Every line in the data below that holds "RecoverablePredicate" should be found and copied.

====== SUPPLIED INFORMATION

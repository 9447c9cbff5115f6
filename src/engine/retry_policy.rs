use std::fmt;
use std::sync::Arc;

use crate::engine::EngineError;

type RecoverablePredicate = Arc<dyn Fn(&EngineError) -> bool + Send + Sync>;

/// How many times a failed execution is re-run, and which faults qualify.
#[derive(Clone)]
pub struct RetryPolicy {
    pub max_retries: u32,
    recoverable: RecoverablePredicate,
}

impl Default for RetryPolicy {
    fn default() -> Self {
        Self::new(1)
    }
}

impl fmt::Debug for RetryPolicy {
    fn fmt(&self, f: &mut fmt::Formatter<'_>) -> fmt::Result {
        f.debug_struct("RetryPolicy").field("max_retries", &self.max_retries).finish_non_exhaustive()
    }
}

impl RetryPolicy {
    /// Retries unresolved-object faults up to `max_retries` times.
    pub fn new(max_retries: u32) -> Self {
        Self {
            max_retries,
            recoverable: Arc::new(EngineError::is_unresolved_object),
        }
    }

    pub fn never() -> Self {
        Self::new(0)
    }

    pub fn with_predicate<F>(mut self, predicate: F) -> Self
    where
        F: Fn(&EngineError) -> bool + Send + Sync + 'static,
    {
        self.recoverable = Arc::new(predicate);
        self
    }

    pub fn is_recoverable(&self, error: &EngineError) -> bool {
        (self.recoverable)(error)
    }

    /// `attempt` counts retries already made.
    pub fn should_retry(&self, error: &EngineError, attempt: u32) -> bool {
        attempt < self.max_retries && self.is_recoverable(error)
    }
}
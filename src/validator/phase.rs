use std::fmt;

use serde::Serialize;

/// Stages of one validation run, in execution order.
#[derive(Debug, Default, Clone, Copy, PartialEq, Eq, PartialOrd, Ord, Serialize)]
#[serde(rename_all = "snake_case")]
pub enum ValidationPhase {
    #[default]
    Prepare = 0,
    ExecuteOriginal = 1,
    ExecuteOptimized = 2,
    Normalize = 3,
    Compare = 4,
    Report = 5,
}

impl fmt::Display for ValidationPhase {
    fn fmt(&self, f: &mut fmt::Formatter<'_>) -> fmt::Result {
        let name = match self {
            Self::Prepare => "prepare",
            Self::ExecuteOriginal => "execute_original",
            Self::ExecuteOptimized => "execute_optimized",
            Self::Normalize => "normalize",
            Self::Compare => "compare",
            Self::Report => "report",
        };
        f.pad(name)
    }
}
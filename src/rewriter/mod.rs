pub mod hint_stripper;
pub use hint_stripper::*;

pub mod table_qualifier;
pub use table_qualifier::*;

============

• [ANSWER BELOW]
type RecoverablePredicate = Arc<dyn Fn(&EngineError) -> bool + Send + Sync>;
    recoverable: RecoverablePredicate,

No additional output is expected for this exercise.